TASK GOAL:
Among the entries below, which lines include the string "PortDefinition"? Show each one.

Dataset entries:
·····
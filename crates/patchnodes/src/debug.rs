use patchcore::{Node, NodeContext, NodeError, PortId, Result, Value};
use patchruntime::{NodeFactory, NodeMetadata, PortDefinition};
use std::sync::Arc;

/// Lines a print node keeps in its state
pub const PRINT_HISTORY: usize = 64;

/// Logs what arrives on its hot inlet, prefixed with its argument.
///
/// Printed lines are also kept in the node state: `last` holds the latest
/// line, `lines` the most recent [`PRINT_HISTORY`] and `count` how many were
/// printed in total.
pub struct PrintNode {
    prefix: String,
}

impl PrintNode {
    pub fn new(prefix: impl Into<String>) -> Self {
        Self {
            prefix: prefix.into(),
        }
    }

    fn print(&self, ctx: &mut NodeContext<'_>, value: &Value) -> Result<()> {
        let line = format!("{}: {}", self.prefix, value);
        tracing::info!("{}", line);

        let state = ctx.state_mut()?;
        let count = state.number_or("count", 0.0) + 1.0;
        let mut lines = match state.remove("lines") {
            Some(Value::Array(lines)) => lines,
            _ => Vec::new(),
        };
        lines.push(Value::from(line.as_str()));
        if lines.len() > PRINT_HISTORY {
            lines.drain(..lines.len() - PRINT_HISTORY);
        }
        state.set("lines", Value::Array(lines));
        state.set("last", line);
        state.set("count", count);
        Ok(())
    }
}

impl Node for PrintNode {
    fn node_type(&self) -> &str {
        "print"
    }

    fn calculate_output(&self, ctx: &mut NodeContext<'_>) -> Result<()> {
        let value = ctx.state()?.get("hot").cloned().unwrap_or_default();
        self.print(ctx, &value)
    }

    fn inlet_received_bang(&self, ctx: &mut NodeContext<'_>, inlet: PortId) -> Result<()> {
        if inlet == ctx.hot_inlet() {
            self.print(ctx, &Value::Bang)
        } else {
            Ok(())
        }
    }

    fn load_bang(&self, _ctx: &mut NodeContext<'_>) -> Result<()> {
        Ok(())
    }
}

pub struct PrintNodeFactory;

impl NodeFactory for PrintNodeFactory {
    fn create(&self, args: &[Value]) -> std::result::Result<Arc<dyn Node>, NodeError> {
        let prefix = match args.first() {
            None => "print".to_string(),
            Some(Value::String(s)) => s.clone(),
            Some(other) => other.to_string(),
        };
        Ok(Arc::new(PrintNode::new(prefix)))
    }

    fn node_type(&self) -> &str {
        "print"
    }

    fn metadata(&self) -> NodeMetadata {
        NodeMetadata {
            description: "Log incoming values".to_string(),
            category: "debug".to_string(),
            inlets: vec![PortDefinition::hot("hot", "anything")],
            outlets: vec![],
        }
    }
}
·····
YOUR RESPONSE:
use patchruntime::{NodeFactory, NodeMetadata, PortDefinition};
            inlets: vec![PortDefinition::hot("hot", "anything")],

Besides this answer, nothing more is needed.